§ Listed entries:

//! Factory for device repositories

use crate::repositories::device::DeviceRepository;
use crate::repositories::device_memory::InMemoryDeviceRepository;
use crate::repositories::device_sql::SqlDeviceRepository;
use crate::{DbClient, RepositoryFactory};
use std::sync::Arc;
use tracing::{info, warn};

/// Chooses the device repository backend.
///
/// With a database client the SQL repository is used; without one the
/// registry lives in memory and is lost on restart.
#[derive(Debug, Clone)]
pub struct DeviceRepositoryFactory;

impl DeviceRepositoryFactory {
    pub fn new() -> Self {
        Self
    }
}

impl Default for DeviceRepositoryFactory {
    fn default() -> Self {
        Self::new()
    }
}

impl RepositoryFactory<Arc<dyn DeviceRepository>, Option<DbClient>> for DeviceRepositoryFactory {
    fn create_repository(&self, db_client: Option<DbClient>) -> Arc<dyn DeviceRepository> {
        match db_client {
            Some(client) => {
                info!("Using SQL device registry");
                Arc::new(SqlDeviceRepository::new(client))
            }
            None => {
                warn!("No database configured, device registry is in memory only");
                Arc::new(InMemoryDeviceRepository::new())
            }
        }
    }
}
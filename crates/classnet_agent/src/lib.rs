// --- File: crates/classnet_agent/src/lib.rs ---

pub mod distribution; // Hashed, allowlisted file sets
pub mod error;
pub mod handlers; // Axum handlers
pub mod logic; // Download auth and enrollment
pub mod routes; // Routers for this crate
pub mod script; // Enrollment script template
#[cfg(feature = "openapi")]
pub mod doc;


pub use distribution::{Distribution, Manifest, ManifestEntry};
pub use error::AgentError;
pub use routes::{agent_routes, bootstrap_routes, enrollment_routes};
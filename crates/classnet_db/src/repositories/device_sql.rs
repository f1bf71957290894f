//! SQL implementation of the device repository

use crate::error::DbError;
use crate::repositories::device::{Device, DeviceRepository, DeviceUpsert, UpsertOutcome};
use crate::DbClient;
use chrono::{DateTime, SecondsFormat, Utc};
use classnet_common::services::BoxFuture;
use sqlx::any::AnyRow;
use sqlx::Row;
use tracing::{debug, error, info};

const DEVICE_COLUMNS: &str = "id, hostname, classroom_id, installed_version, token_seed, token_hash, registered_at, last_seen_at";

// The Any driver cannot decode NULL into Option<String>. An unknown version is
// stored as '' and COALESCE covers rows written with NULL.
const SELECT_COLUMNS: &str = "id, hostname, classroom_id, COALESCE(installed_version, '') AS installed_version, token_seed, token_hash, registered_at, last_seen_at";

/// SQL implementation of the device repository
///
/// Timestamps are stored as RFC 3339 text; the `Any` driver has no portable
/// date-time type.
#[derive(Debug, Clone)]
pub struct SqlDeviceRepository {
    db_client: DbClient,
}

impl SqlDeviceRepository {
    pub fn new(db_client: DbClient) -> Self {
        Self { db_client }
    }
}

fn encode_time(time: DateTime<Utc>) -> String {
    time.to_rfc3339_opts(SecondsFormat::Micros, true)
}

fn decode_time(row: &AnyRow, column: &str) -> Result<DateTime<Utc>, DbError> {
    let raw: String = row.try_get(column)?;
    DateTime::parse_from_rfc3339(&raw)
        .map(|t| t.with_timezone(&Utc))
        .map_err(|e| DbError::DecodeError(format!("{}: {}", column, e)))
}

fn decode_version(raw: String) -> Option<String> {
    Some(raw).filter(|v| !v.is_empty())
}

fn device_from_row(row: &AnyRow) -> Result<Device, DbError> {
    Ok(Device {
        id: row.try_get("id")?,
        hostname: row.try_get("hostname")?,
        classroom_id: row.try_get("classroom_id")?,
        installed_version: decode_version(row.try_get("installed_version")?),
        token_seed: row.try_get("token_seed")?,
        token_hash: row.try_get("token_hash")?,
        registered_at: decode_time(row, "registered_at")?,
        last_seen_at: decode_time(row, "last_seen_at")?,
    })
}

fn query_error(context: &'static str) -> impl Fn(sqlx::Error) -> DbError {
    move |e| {
        error!("{}: {}", context, e);
        DbError::QueryError(e.to_string())
    }
}

impl DeviceRepository for SqlDeviceRepository {
    fn init_schema(&self) -> BoxFuture<'_, (), DbError> {
        Box::pin(async move {
            debug!("Initializing device schema");

            let query = r#"
                CREATE TABLE IF NOT EXISTS devices (
                    id TEXT PRIMARY KEY NOT NULL,
                    hostname TEXT NOT NULL UNIQUE,
                    classroom_id TEXT NOT NULL,
                    installed_version TEXT NOT NULL DEFAULT '',
                    token_seed TEXT NOT NULL,
                    token_hash TEXT NOT NULL UNIQUE,
                    registered_at TEXT NOT NULL,
                    last_seen_at TEXT NOT NULL
                )
            "#;
            self.db_client.execute(query).await?;

            info!("Device schema initialized successfully");
            Ok(())
        })
    }

    fn upsert(&self, device: DeviceUpsert) -> BoxFuture<'_, UpsertOutcome, DbError> {
        Box::pin(async move {
            debug!(hostname = %device.hostname, classroom = %device.classroom_id, "Upserting device");

            // One statement: concurrent first registrations of the same
            // hostname cannot both insert.
            let query = format!(
                r#"
                INSERT INTO devices ({DEVICE_COLUMNS})
                VALUES ($1, $2, $3, $4, $5, $6, $7, $8)
                ON CONFLICT (hostname) DO UPDATE SET
                    classroom_id = excluded.classroom_id,
                    installed_version = CASE
                        WHEN excluded.installed_version = '' THEN devices.installed_version
                        ELSE excluded.installed_version
                    END,
                    last_seen_at = excluded.last_seen_at
                RETURNING {SELECT_COLUMNS}
                "#
            );

            let now = encode_time(device.now);
            let row = sqlx::query(&query)
                .bind(&device.id)
                .bind(&device.hostname)
                .bind(&device.classroom_id)
                .bind(device.installed_version.clone().unwrap_or_default())
                .bind(&device.token_seed)
                .bind(&device.token_hash)
                .bind(&now)
                .bind(&now)
                .fetch_one(self.db_client.pool())
                .await
                .map_err(query_error("Failed to upsert device"))?;

            let stored = device_from_row(&row)?;
            // The fresh id only survives when the row was inserted.
            let created = stored.id == device.id;
            info!(hostname = %stored.hostname, created, "Device upserted");
            Ok(UpsertOutcome {
                device: stored,
                created,
            })
        })
    }

    fn find_by_hostname<'a>(
        &'a self,
        hostname: &'a str,
    ) -> BoxFuture<'a, Option<Device>, DbError> {
        Box::pin(async move {
            let query = format!("SELECT {SELECT_COLUMNS} FROM devices WHERE hostname = $1");
            let row = sqlx::query(&query)
                .bind(hostname)
                .fetch_optional(self.db_client.pool())
                .await
                .map_err(query_error("Failed to find device by hostname"))?;

            row.as_ref().map(device_from_row).transpose()
        })
    }

    fn find_by_token_hash<'a>(
        &'a self,
        token_hash: &'a str,
    ) -> BoxFuture<'a, Option<Device>, DbError> {
        Box::pin(async move {
            let query = format!("SELECT {SELECT_COLUMNS} FROM devices WHERE token_hash = $1");
            let row = sqlx::query(&query)
                .bind(token_hash)
                .fetch_optional(self.db_client.pool())
                .await
                .map_err(query_error("Failed to find device by token"))?;

            row.as_ref().map(device_from_row).transpose()
        })
    }

    fn rotate_token<'a>(
        &'a self,
        hostname: &'a str,
        token_seed: &'a str,
        token_hash: &'a str,
        now: DateTime<Utc>,
    ) -> BoxFuture<'a, Option<Device>, DbError> {
        Box::pin(async move {
            debug!(hostname = %hostname, "Rotating device token");

            let query = format!(
                r#"
                UPDATE devices
                SET token_seed = $1, token_hash = $2, last_seen_at = $3
                WHERE hostname = $4
                RETURNING {SELECT_COLUMNS}
                "#
            );
            let row = sqlx::query(&query)
                .bind(token_seed)
                .bind(token_hash)
                .bind(encode_time(now))
                .bind(hostname)
                .fetch_optional(self.db_client.pool())
                .await
                .map_err(query_error("Failed to rotate device token"))?;

            row.as_ref().map(device_from_row).transpose()
        })
    }

    fn touch_last_seen<'a>(
        &'a self,
        id: &'a str,
        now: DateTime<Utc>,
    ) -> BoxFuture<'a, (), DbError> {
        Box::pin(async move {
            sqlx::query("UPDATE devices SET last_seen_at = $1 WHERE id = $2")
                .bind(encode_time(now))
                .bind(id)
                .execute(self.db_client.pool())
                .await
                .map_err(query_error("Failed to update last seen"))?;
            Ok(())
        })
    }
}
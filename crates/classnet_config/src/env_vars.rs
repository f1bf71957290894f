//! Environment lookups for configuration overrides and secrets.
//!
//! Plain settings are overridden with `CLASSNET__SECTION__KEY` through the
//! `config` crate. Secrets are written as `"secret_from_env"` in the config
//! files and resolved here, first from `CLASSNET_SECRET_SECTION_KEY`, then
//! from the bare `SECTION_KEY`.

use serde_json::Value;
use std::env;
use tracing::{debug, warn};

pub const DEFAULT_PREFIX: &str = "CLASSNET";
pub const CONFIG_SEPARATOR: &str = "__";

/// Marker value replaced by an environment lookup.
pub const SECRET_MARKER: &str = "secret_from_env";

const SECRET_PREFIX: &str = "CLASSNET_SECRET";

/// Prefix for plain overrides. `PREFIX` in the environment replaces the default.
pub fn get_config_prefix() -> String {
    env::var("PREFIX").unwrap_or_else(|_| DEFAULT_PREFIX.to_string())
}

/// Variable names consulted for a dotted secret path, most specific first.
///
/// `tokens.shared_secret` yields `CLASSNET_SECRET_TOKENS_SHARED_SECRET` and
/// `TOKENS_SHARED_SECRET`.
pub fn secret_env_names(path: &str) -> Vec<String> {
    let flat = path.replace('.', "_").to_uppercase();
    vec![format!("{}_{}", SECRET_PREFIX, flat), flat]
}

/// First non-empty value among [`secret_env_names`].
pub fn lookup_secret(path: &str) -> Option<String> {
    secret_env_names(path).into_iter().find_map(|name| {
        env::var(&name).ok().filter(|v| !v.is_empty()).map(|v| {
            debug!(path, variable = %name, "secret resolved from environment");
            v
        })
    })
}

/// Replace every secret marker in `value` with its environment value.
///
/// Markers without a value become `null` so optional secrets deserialize as
/// `None` and required ones fail validation by name. Returns the number of
/// markers resolved.
pub fn inject_env_vars(value: &mut Value) -> usize {
    let mut path = Vec::new();
    resolve(&mut path, value)
}

fn resolve(path: &mut Vec<String>, value: &mut Value) -> usize {
    match value {
        Value::Object(map) => map
            .iter_mut()
            .map(|(key, child)| {
                path.push(key.clone());
                let n = resolve(path, child);
                path.pop();
                n
            })
            .sum(),
        Value::Array(items) => items
            .iter_mut()
            .enumerate()
            .map(|(i, child)| {
                path.push(i.to_string());
                let n = resolve(path, child);
                path.pop();
                n
            })
            .sum(),
        Value::String(s) if s == SECRET_MARKER => {
            let dotted = path.join(".");
            match lookup_secret(&dotted) {
                Some(secret) => {
                    *value = Value::String(secret);
                    1
                }
                None => {
                    warn!(path = %dotted, "no environment value for secret");
                    *value = Value::Null;
                    0
                }
            }
        }
        _ => 0,
    }
}

#[cfg(test)]
mod tests {
    use super::*;

    #[test]
    fn secret_names_prefixed_then_bare() {
        assert_eq!(
            secret_env_names("tokens.shared_secret"),
            vec![
                "CLASSNET_SECRET_TOKENS_SHARED_SECRET".to_string(),
                "TOKENS_SHARED_SECRET".to_string()
            ]
        );
    }

    #[test]
    fn missing_marker_becomes_null() {
        let mut value = serde_json::json!({
            "classnet_test_section": { "unset_marker": SECRET_MARKER, "kept": "plain" }
        });
        assert_eq!(inject_env_vars(&mut value), 0);
        assert!(value["classnet_test_section"]["unset_marker"].is_null());
        assert_eq!(value["classnet_test_section"]["kept"], "plain");
    }

    #[test]
    fn marker_inside_array_uses_index_path() {
        env::set_var("CLASSNET_SECRET_CLASSNET_ARRAY_TEST_0", "from-env");
        let mut value = serde_json::json!({ "classnet_array_test": [SECRET_MARKER] });
        assert_eq!(inject_env_vars(&mut value), 1);
        assert_eq!(value["classnet_array_test"][0], "from-env");
    }
}
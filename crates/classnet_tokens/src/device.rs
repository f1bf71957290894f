//! Device bearer tokens.
//!
//! The registry stores a random per-device seed and the SHA-256 of the token.
//! The token itself is `base64url(HMAC-SHA256(device_key, seed))`, so the
//! server can hand the live token back on re-registration while the store on
//! its own never reveals it.

use base64::{engine::general_purpose::URL_SAFE_NO_PAD, Engine};

use crate::error::TokenError;
use crate::secrets::{hash_token, hmac_sha256, random_bytes};

/// Seed length in bytes.
pub const SEED_LEN: usize = 32;

/// Length of an encoded device token (32 bytes, unpadded base64url).
pub const TOKEN_LEN: usize = 43;

/// Token material for one device.
#[derive(Clone, PartialEq, Eq)]
pub struct DeviceCredential {
    /// Plaintext bearer token. Only ever sent to the device.
    pub token: String,
    /// Hex seed persisted in the registry.
    pub seed: String,
    /// SHA-256 hex of `token`, persisted for lookup.
    pub hash: String,
}

impl std::fmt::Debug for DeviceCredential {
    fn fmt(&self, f: &mut std::fmt::Formatter<'_>) -> std::fmt::Result {
        f.debug_struct("DeviceCredential")
            .field("hash", &self.hash)
            .finish_non_exhaustive()
    }
}

#[derive(Clone)]
pub struct DeviceTokenDeriver {
    key: Vec<u8>,
}

impl std::fmt::Debug for DeviceTokenDeriver {
    fn fmt(&self, f: &mut std::fmt::Formatter<'_>) -> std::fmt::Result {
        f.debug_struct("DeviceTokenDeriver").finish_non_exhaustive()
    }
}

impl DeviceTokenDeriver {
    pub fn new(key: Vec<u8>) -> Self {
        Self { key }
    }

    /// Mint a credential from a fresh random seed.
    pub fn issue(&self) -> Result<DeviceCredential, TokenError> {
        self.from_seed(&hex::encode(random_bytes(SEED_LEN)))
    }

    /// Recompute the credential for a stored seed.
    pub fn from_seed(&self, seed_hex: &str) -> Result<DeviceCredential, TokenError> {
        let seed = hex::decode(seed_hex)
            .map_err(|e| TokenError::Malformed(format!("device token seed: {}", e)))?;
        let token = URL_SAFE_NO_PAD.encode(hmac_sha256(&self.key, &seed)?);
        Ok(DeviceCredential {
            hash: hash_token(&token),
            seed: seed_hex.to_string(),
            token,
        })
    }
}

/// Cheap shape check before a registry lookup.
pub fn looks_like_device_token(value: &str) -> bool {
    value.len() == TOKEN_LEN
        && value
            .bytes()
            .all(|b| b.is_ascii_alphanumeric() || b == b'-' || b == b'_')
}
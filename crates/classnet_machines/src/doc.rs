// --- File: crates/classnet_machines/src/doc.rs ---
#![cfg(feature = "openapi")]

use utoipa::OpenApi;

use crate::logic::{
    MachineInfo, RegisterRequest, RegisterResponse, RotateResponse, ValidateTokenRequest,
    ValidateTokenResponse,
};

#[derive(OpenApi)]
#[openapi(
    paths(
        crate::handlers::validate_token_handler,
        crate::handlers::register_handler,
        crate::handlers::rotate_handler
    ),
    components(schemas(
        RegisterRequest,
        RegisterResponse,
        MachineInfo,
        RotateResponse,
        ValidateTokenRequest,
        ValidateTokenResponse
    )),
    tags((name = "Machines", description = "Machine registration and download tokens"))
)]
pub struct MachinesApiDoc;
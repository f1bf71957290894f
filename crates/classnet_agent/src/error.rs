use classnet_common::ClassnetError;
use thiserror::Error;

#[derive(Debug, Error)]
pub enum AgentError {
    #[error("failed to read release file '{path}': {source}")]
    Io {
        path: String,
        #[source]
        source: std::io::Error,
    },

    #[error("release file path '{0}' is not a safe relative path")]
    UnsafePath(String),

    #[error("manifest cache lock poisoned")]
    Poisoned,

    #[error("release task failed: {0}")]
    Join(#[from] tokio::task::JoinError),
}

impl From<AgentError> for ClassnetError {
    fn from(err: AgentError) -> Self {
        match err {
            AgentError::UnsafePath(_) => ClassnetError::ConfigError(err.to_string()),
            _ => ClassnetError::InternalError(err.to_string()),
        }
    }
}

§ What this task involves:
When a line of the material holds the string "routes", copy that line.

§ Task answer:
pub mod routes; // Routers for this crate
pub use routes::{agent_routes, bootstrap_routes, enrollment_routes};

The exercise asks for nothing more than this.